(Saved data entries)
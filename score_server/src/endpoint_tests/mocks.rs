use chrono::{DateTime, Utc};
use mockall::mock;
use score_engine::{
    db_types::{Match, MatchStatus, NewMatch},
    CacheError,
    MatchStore,
    MatchStoreError,
    ResultCache,
};

mock! {
    pub Store {}
    impl MatchStore for Store {
        fn url(&self) -> &str;
        async fn save(&self, new_match: NewMatch) -> Result<Match, MatchStoreError>;
        async fn update(&self, record: &Match) -> Result<Match, MatchStoreError>;
        async fn find_by_id(&self, id: i64) -> Result<Option<Match>, MatchStoreError>;
        async fn list_all(&self) -> Result<Vec<Match>, MatchStoreError>;
        async fn list_by_status(&self, status: MatchStatus) -> Result<Vec<Match>, MatchStoreError>;
        async fn list_by_scheduled_range(&self, from: DateTime<Utc>, to: DateTime<Utc>) -> Result<Vec<Match>, MatchStoreError>;
        async fn exists_by_id(&self, id: i64) -> Result<bool, MatchStoreError>;
        async fn delete_by_id(&self, id: i64) -> Result<(), MatchStoreError>;
        async fn count_all(&self) -> Result<i64, MatchStoreError>;
        async fn count_by_status(&self, status: MatchStatus) -> Result<i64, MatchStoreError>;
    }
}

mock! {
    pub Cache {}
    impl ResultCache for Cache {
        async fn put(&self, record: &Match) -> Result<(), CacheError>;
        async fn get(&self, id: i64) -> Result<Option<Match>, CacheError>;
        async fn delete(&self, id: i64) -> Result<(), CacheError>;
        async fn clear(&self) -> Result<(), CacheError>;
        fn is_available(&self) -> bool;
    }
}
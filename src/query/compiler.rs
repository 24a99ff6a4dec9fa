//! Statement compilation.
//!
//! Select statements are compiled in two layers. The inner query joins
//! every table the field references need and keeps one row per base record
//! with `DISTINCT ON (id)`, ordered by id and then by the query's context
//! order. The outer query applies the caller's order, limit and offset to
//! that result, so context ordering never competes with user ordering.

use super::join::{ColumnRef, JoinPlan};
use super::statement::Statement;
use super::where_clause::WhereCompiler;
use super::{FieldMap, OrderField, Query};
use crate::adapter::DbAdapter;
use crate::condition::FieldPath;
use crate::error::{OrmError, ResolutionError};
use crate::schema::{
    resolve, FieldDescriptor, ModelDescriptor, Registry, ResolvedPath,
    DEFAULT_MAX_PATH_SUBSTITUTIONS,
};
use crate::value::Value;
use std::sync::Arc;

const SUBQUERY_ALIAS: &str = "q";
const COUNT_ALIAS: &str = "__count";

/// A requested output column.
struct Output {
    path: ResolvedPath,
    alias: String,
}

/// Joins, WHERE clause and parameters shared by every statement on a query.
struct Base {
    plan: JoinPlan,
    where_sql: String,
    params: Vec<Value>,
}

impl Base {
    fn where_clause(&self) -> String {
        if self.where_sql.is_empty() {
            String::new()
        } else {
            format!(" WHERE {}", self.where_sql)
        }
    }
}

pub struct QueryCompiler<'a> {
    registry: &'a Registry,
    adapter: &'a dyn DbAdapter,
    max_substitutions: usize,
}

PROBLEM REQUIREMENTS:
The full set of records, transcribed exactly, is the answer.

WRITTEN ANSWER:
filename score_server/src/endpoint_tests/mocks.rs
use chrono::{DateTime, Utc};
use mockall::mock;
use score_engine::{
    db_types::{Match, MatchStatus, NewMatch},
    CacheError,
    MatchStore,
    MatchStoreError,
    ResultCache,
};

mock! {
    pub Store {}
    impl MatchStore for Store {
        fn url(&self) -> &str;
        async fn save(&self, new_match: NewMatch) -> Result<Match, MatchStoreError>;
        async fn update(&self, record: &Match) -> Result<Match, MatchStoreError>;
        async fn find_by_id(&self, id: i64) -> Result<Option<Match>, MatchStoreError>;
        async fn list_all(&self) -> Result<Vec<Match>, MatchStoreError>;
        async fn list_by_status(&self, status: MatchStatus) -> Result<Vec<Match>, MatchStoreError>;
        async fn list_by_scheduled_range(&self, from: DateTime<Utc>, to: DateTime<Utc>) -> Result<Vec<Match>, MatchStoreError>;
        async fn exists_by_id(&self, id: i64) -> Result<bool, MatchStoreError>;
        async fn delete_by_id(&self, id: i64) -> Result<(), MatchStoreError>;
        async fn count_all(&self) -> Result<i64, MatchStoreError>;
        async fn count_by_status(&self, status: MatchStatus) -> Result<i64, MatchStoreError>;
    }
}

mock! {
    pub Cache {}
    impl ResultCache for Cache {
        async fn put(&self, record: &Match) -> Result<(), CacheError>;
        async fn get(&self, id: i64) -> Result<Option<Match>, CacheError>;
        async fn delete(&self, id: i64) -> Result<(), CacheError>;
        async fn clear(&self) -> Result<(), CacheError>;
        fn is_available(&self) -> bool;
    }
}
filename src/query/compiler.rs
repository 24a99ff6a4dec9fa
//! Statement compilation.
//!
//! Select statements are compiled in two layers. The inner query joins
//! every table the field references need and keeps one row per base record
//! with `DISTINCT ON (id)`, ordered by id and then by the query's context
//! order. The outer query applies the caller's order, limit and offset to
//! that result, so context ordering never competes with user ordering.

use super::join::{ColumnRef, JoinPlan};
use super::statement::Statement;
use super::where_clause::WhereCompiler;
use super::{FieldMap, OrderField, Query};
use crate::adapter::DbAdapter;
use crate::condition::FieldPath;
use crate::error::{OrmError, ResolutionError};
use crate::schema::{
    resolve, FieldDescriptor, ModelDescriptor, Registry, ResolvedPath,
    DEFAULT_MAX_PATH_SUBSTITUTIONS,
};
use crate::value::Value;
use std::sync::Arc;

const SUBQUERY_ALIAS: &str = "q";
const COUNT_ALIAS: &str = "__count";

/// A requested output column.
struct Output {
    path: ResolvedPath,
    alias: String,
}

/// Joins, WHERE clause and parameters shared by every statement on a query.
struct Base {
    plan: JoinPlan,
    where_sql: String,
    params: Vec<Value>,
}

impl Base {
    fn where_clause(&self) -> String {
        if self.where_sql.is_empty() {
            String::new()
        } else {
            format!(" WHERE {}", self.where_sql)
        }
    }
}

pub struct QueryCompiler<'a> {
    registry: &'a Registry,
    adapter: &'a dyn DbAdapter,
    max_substitutions: usize,
}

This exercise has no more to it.